PS: In case of some of the front benchers who might read this (although the possibility is remote), I love u all. World peace be with you!

Wednesday, April 9, 2008

Test Cricket needs a change!

I have been following the happenings in the current test series between India and South Africa. The first test could have gone upto 8 days and the chances of getting a result even at the end of 8 days were grim. The second test lasted for a mere 3 days. The second test though had been a exciting one for the South Africans and the India baiters. The first one was stale. Barring Sehwag’s audacious stroke play, the first test was a real dud. The India-Pakistan Series in Dec 2007 also did produce a couple of most boring test matches.

After all, why do two teams compete for over a period of 5 days. For nothing? They strive for a win and if there is no assistance for the bowlers, how can one expect a result. For that reason, i do believe that a green top or a square turner is a better test wicket than a flat track. Whenever there is something in the wicket for the bowlers, the matches turn out to be interesting and on most occasions do produce a result. Howover, when the players realise that getting a result within the 5 days is not possible, they play out for a draw, they play for records, they conserve energy, the effort level and the commitment is of a lesser degree. This is not what one, as a spectator, wants to see.

So, how about making test cricket more interesting, more alive, especially when playing on flat tracks?
Here are a couple of suggestions:

Each test spans for around 450 overs, considering that 90 overs are bowled on each day. Each team is entitled to bat for a maximum of 225 overs. The batting team can decide on the number of overs they want to bat on each innings (e.g. 125/100 or 150/75 etc) . They can declare whenever the going gets tough, or when they had enough runs, keeping in mind that they can get to play the remaining overs in the second innings.
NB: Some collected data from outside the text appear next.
//! alpha-mirror - Entry Point
//!
//! Read-only monitoring surface over an autonomous futures agent, plus the
//! operator close command.

use anyhow::Result;
use clap::Parser;
use mirror_app::config::DEFAULT_CONFIG_PATH;
use mirror_app::{AppConfig, Application};
use tracing::info;

/// alpha-mirror monitoring surface
#[derive(Parser, Debug)]
#[command(version, about, long_about = None)]
struct Args {
    /// Configuration file path (can also be set via MIRROR_CONFIG env var)
    #[arg(short, long)]
    config: Option<String>,
}

#[tokio::main]
async fn main() -> Result<()> {
    let args = Args::parse();

    // CLI arg > MIRROR_CONFIG env var > default; only the default may be absent
    let explicit = args.config.or_else(|| std::env::var("MIRROR_CONFIG").ok());
    let required = explicit.is_some();
    let config_path = explicit.unwrap_or_else(|| DEFAULT_CONFIG_PATH.to_string());

    let config = AppConfig::load(&config_path, required)?;

    mirror_telemetry::init_logging(Some(&config.telemetry.log_filter))?;

    info!("Starting alpha-mirror v{}", env!("CARGO_PKG_VERSION"));
    info!(
        config_path = %config_path,
        store = %config.store.base_url,
        dashboard = config.dashboard.enabled,
        port = config.dashboard.port,
        "Configuration loaded"
    );

    let app = Application::new(config)?;
    app.run().await?;

    Ok(())
}
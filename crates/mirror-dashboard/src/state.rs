//! Dashboard state management.
//!
//! DashboardState holds receivers for the latest-value caches and the
//! settings the recompute needs. `collect_snapshot` is the single recompute:
//! it reads whatever each cache currently holds and derives the full view.

use std::sync::Arc;

use chrono::Utc;
use mirror_core::{ContractSizeTable, IndicatorBook, Instrument, Position, PriceSnapshot};
use mirror_feed::PollerHandle;
use mirror_position::{derive_all, DerivationRules, PriceChain};
use mirror_signal::TallyRules;
use mirror_store::{CommandSink, PositionsCache};
use mirror_telemetry::Metrics;
use tokio::sync::watch;
use tracing::{info, warn};

use crate::commands::CloseTracker;
use crate::error::{DashboardError, DashboardResult};
use crate::types::{CloseAccepted, DashboardSnapshot, FeedStatus};
use crate::view::{pair_rows, portfolio_totals, position_view};

/// Receivers for the three independent inputs.
#[derive(Clone)]
pub struct DashboardInputs {
    pub positions: watch::Receiver<PositionsCache>,
    pub indicators: watch::Receiver<Arc<IndicatorBook>>,
    pub prices: watch::Receiver<Option<Arc<PriceSnapshot>>>,
}

/// Static settings for the recompute.
#[derive(Debug, Clone)]
pub struct ViewSettings {
    pub rules: DerivationRules,
    pub tally_rules: TallyRules,
    pub contracts: ContractSizeTable,
    /// Configured pairs, shown first.
    pub pairs: Vec<Instrument>,
    pub leveraged_exchanges: Vec<String>,
}

impl Default for ViewSettings {
    fn default() -> Self {
        Self {
            rules: DerivationRules::default(),
            tally_rules: TallyRules::default(),
            contracts: ContractSizeTable::with_defaults(),
            pairs: Vec::new(),
            leveraged_exchanges: vec!["delta".to_string()],
        }
    }
}

#[derive(Clone)]
pub struct DashboardState {
    inputs: DashboardInputs,
    poller: PollerHandle,
    settings: Arc<ViewSettings>,
    commands: Arc<dyn CommandSink>,
    closes: Arc<CloseTracker>,
}

impl DashboardState {
    pub fn new(
        inputs: DashboardInputs,
        poller: PollerHandle,
        settings: ViewSettings,
        commands: Arc<dyn CommandSink>,
    ) -> Self {
        Self {
            inputs,
            poller,
            settings: Arc::new(settings),
            commands,
            closes: Arc::new(CloseTracker::new()),
        }
    }

    /// Fresh receivers for change notification.
    pub fn inputs(&self) -> DashboardInputs {
        self.inputs.clone()
    }

    pub fn settings(&self) -> &ViewSettings {
        &self.settings
    }

    pub fn closes(&self) -> &CloseTracker {
        &self.closes
    }

    /// Collect a full snapshot of the current state.
    pub fn collect_snapshot(&self) -> DashboardSnapshot {
        let now = Utc::now();
        let positions: PositionsCache = self.inputs.positions.borrow().clone();
        let book: Arc<IndicatorBook> = self.inputs.indicators.borrow().clone();
        let live: Option<Arc<PriceSnapshot>> = self.inputs.prices.borrow().clone();

        let open: &[Position] = positions.as_deref().map(Vec::as_slice).unwrap_or_default();
        if positions.is_some() {
            self.closes.prune(open.iter().map(|p| p.id.as_str()));
        }

        let settings = &self.settings;
        let chain = PriceChain::new(live.as_deref(), &book);
        let mut derived = derive_all(open, &chain, &settings.contracts, &settings.rules);
        derived.sort_by(|a, b| {
            a.position
                .opened_at
                .cmp(&b.position.opened_at)
                .then_with(|| a.position.id.cmp(&b.position.id))
        });

        let totals = portfolio_totals(&derived);
        let position_views = derived
            .iter()
            .map(|d| position_view(d, &settings.rules, now, self.closes.is_pending(&d.position.id)))
            .collect();
        let pairs = pair_rows(
            &settings.pairs,
            &book,
            &settings.leveraged_exchanges,
            &settings.tally_rules,
        );

        DashboardSnapshot {
            timestamp_ms: now.timestamp_millis(),
            positions_loaded: positions.is_some(),
            positions: position_views,
            totals,
            pairs,
            feed: FeedStatus::new(self.poller.state(), live.as_deref()),
        }
    }

    /// Ask the agent to close an open position.
    ///
    /// 404 if the trade is not open, 409 while a close for it is pending,
    /// 502 if the command could not be written (the marker is cleared).
    pub async fn request_close(&self, trade_id: &str) -> DashboardResult<CloseAccepted> {
        let pair = {
            let positions = self.inputs.positions.borrow();
            positions
                .as_deref()
                .and_then(|open| open.iter().find(|p| p.id == trade_id))
                .map(|p| p.pair.clone())
        };
        let Some(pair) = pair else {
            Metrics::close_command("unknown_position");
            return Err(DashboardError::PositionNotFound(trade_id.to_string()));
        };

        let request_id = match self.closes.begin(trade_id, &pair) {
            Ok(id) => id,
            Err(e) => {
                Metrics::close_command("conflict");
                return Err(e);
            }
        };

        match self.commands.request_close(trade_id, &pair).await {
            Ok(command_id) => {
                self.closes.record_sent(trade_id, command_id.clone());
                Metrics::close_command("sent");
                info!(
                    trade_id = %trade_id,
                    pair = %pair,
                    request_id = %request_id,
                    command_id = ?command_id,
                    "Close command sent"
                );
                Ok(CloseAccepted {
                    request_id: request_id.to_string(),
                    trade_id: trade_id.to_string(),
                    pair: pair.to_string(),
                    command_id,
                    status: "pending",
                })
            }
            Err(e) => {
                self.closes.clear(trade_id);
                Metrics::close_command("failed");
                warn!(trade_id = %trade_id, error = %e, "Close command failed, marker cleared");
                Err(DashboardError::CommandFailed(e.to_string()))
            }
        }
    }
}

impl std::fmt::Debug for DashboardState {
    fn fmt(&self, f: &mut std::fmt::Formatter<'_>) -> std::fmt::Result {
        let position_count = self
            .inputs
            .positions
            .borrow()
            .as_ref()
            .map(|p| p.len())
            .unwrap_or(0);

        f.debug_struct("DashboardState")
            .field("position_count", &position_count)
            .field("pending_closes", &self.closes.len())
            .field("poller_phase", &self.poller.phase())
            .finish()
    }
}

#[cfg(test)]
mod tests {
    use super::*;
    use chrono::TimeZone;
    use futures_util::future::BoxFuture;
    use futures_util::FutureExt;
    use mirror_core::{FreshnessTier, PositionSide, Price, Size};
    use mirror_position::RiskState;
    use mirror_store::{StoreError, StoreResult};
    use parking_lot::Mutex;
    use rust_decimal_macros::dec;
    use std::collections::HashMap;

    #[derive(Default)]
    struct RecordingSink {
        fail: bool,
        sent: Mutex<Vec<String>>,
    }

    impl CommandSink for RecordingSink {
        fn request_close<'a>(
            &'a self,
            trade_id: &'a str,
            _pair: &'a Instrument,
        ) -> BoxFuture<'a, StoreResult<Option<String>>> {
            self.sent.lock().push(trade_id.to_string());
            let result = if self.fail {
                Err(StoreError::Status {
                    status: 503,
                    body: "unavailable".to_string(),
                })
            } else {
                Ok(Some("42".to_string()))
            };
            async move { result }.boxed()
        }
    }

    struct Fixture {
        state: DashboardState,
        positions_tx: watch::Sender<PositionsCache>,
        prices_tx: watch::Sender<Option<Arc<PriceSnapshot>>>,
        sink: Arc<RecordingSink>,
    }

    fn fixture(fail: bool) -> Fixture {
        let (positions_tx, positions) = watch::channel(None);
        let (_indicators_tx, indicators) = watch::channel(Arc::new(IndicatorBook::new()));
        let (prices_tx, prices) = watch::channel(None);
        let sink = Arc::new(RecordingSink {
            fail,
            ..Default::default()
        });
        let state = DashboardState::new(
            DashboardInputs {
                positions,
                indicators,
                prices,
            },
            PollerHandle::new(),
            ViewSettings::default(),
            sink.clone(),
        );
        Fixture {
            state,
            positions_tx,
            prices_tx,
            sink,
        }
    }

    fn position(id: &str, minute: u32) -> Position {
        Position::new(
            id,
            "BTC/USD:USD",
            PositionSide::Long,
            Price::new(dec!(69700)),
            Size::new(dec!(3)),
            dec!(20),
            "delta",
            Utc.with_ymd_and_hms(2026, 10, 16, 8, minute, 0).unwrap(),
        )
    }

    #[test]
    fn test_snapshot_before_first_fetch() {
        let f = fixture(false);
        let snap = f.state.collect_snapshot();
        assert!(!snap.positions_loaded);
        assert!(snap.positions.is_empty());
        assert_eq!(snap.totals.open_count, 0);
    }

    #[test]
    fn test_snapshot_orders_by_open_time_and_uses_live_price() {
        let f = fixture(false);
        f.positions_tx
            .send_replace(Some(Arc::new(vec![position("b", 30), position("a", 10)])));
        let mut prices = HashMap::new();
        prices.insert(Instrument::from("BTCUSD"), Price::new(dec!(70750)));
        f.prices_tx.send_replace(Some(Arc::new(PriceSnapshot::new(
            prices,
            Utc::now(),
            FreshnessTier::Live,
        ))));

        let snap = f.state.collect_snapshot();
        let ids: Vec<&str> = snap.positions.iter().map(|p| p.id.as_str()).collect();
        assert_eq!(ids, vec!["a", "b"]);
        assert_eq!(snap.positions[0].gross_pnl, Some(dec!(3.15)));
        assert_eq!(snap.positions[0].risk_state, RiskState::HoldingGain);
        assert_eq!(snap.feed.priced_instruments, 1);
        assert_eq!(snap.totals.total_gross_pnl, dec!(6.30));
    }

    #[tokio::test]
    async fn test_close_conflict_then_prune() {
        let f = fixture(false);
        f.positions_tx.send_replace(Some(Arc::new(vec![position("1", 0)])));

        let accepted = f.state.request_close("1").await.unwrap();
        assert_eq!(accepted.command_id.as_deref(), Some("42"));
        assert!(matches!(
            f.state.request_close("1").await,
            Err(DashboardError::CloseInFlight(_))
        ));
        assert!(f.state.collect_snapshot().positions[0].close_pending);

        // the agent closed it
        f.positions_tx.send_replace(Some(Arc::new(vec![])));
        f.state.collect_snapshot();
        assert!(f.state.closes().is_empty());
        assert_eq!(f.sink.sent.lock().len(), 1);
    }

    #[tokio::test]
    async fn test_failed_close_clears_marker() {
        let f = fixture(true);
        f.positions_tx.send_replace(Some(Arc::new(vec![position("1", 0)])));

        let err = f.state.request_close("1").await.unwrap_err();
        assert!(matches!(err, DashboardError::CommandFailed(_)));
        assert!(!f.state.closes().is_pending("1"));

        // retry reaches the sink again
        let _ = f.state.request_close("1").await;
        assert_eq!(f.sink.sent.lock().len(), 2);
    }

    #[tokio::test]
    async fn test_close_unknown_position() {
        let f = fixture(false);
        f.positions_tx.send_replace(Some(Arc::new(vec![position("1", 0)])));
        assert!(matches!(
            f.state.request_close("nope").await,
            Err(DashboardError::PositionNotFound(_))
        ));
        assert!(f.sink.sent.lock().is_empty());
    }
}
The second suggestion is restricting the maximum number of overs a batting team consumes during an innings to around 150. This can be implemented to only the first innings as the dynamics change during the second innings and the parameters like the Lead, etc do come into picture. The second innings can then be a lmited overs affair, based on the amount of time left in the test match.

These changes would definitely make test cricket more interesting and the players more involved and committed to the cause.

I am a fan of test cricket, but i hate boring draws!

Purists definitely are gonna oppose changes to the older format. But the authorities have to decide whether they want to cater to just the purists or they want test cricket to be more interesting and more appealing to a common man. Boring draws and 20-20 are taking the spectators away from test cricket. Test cricket does really need some drastic changes. Sooner than later.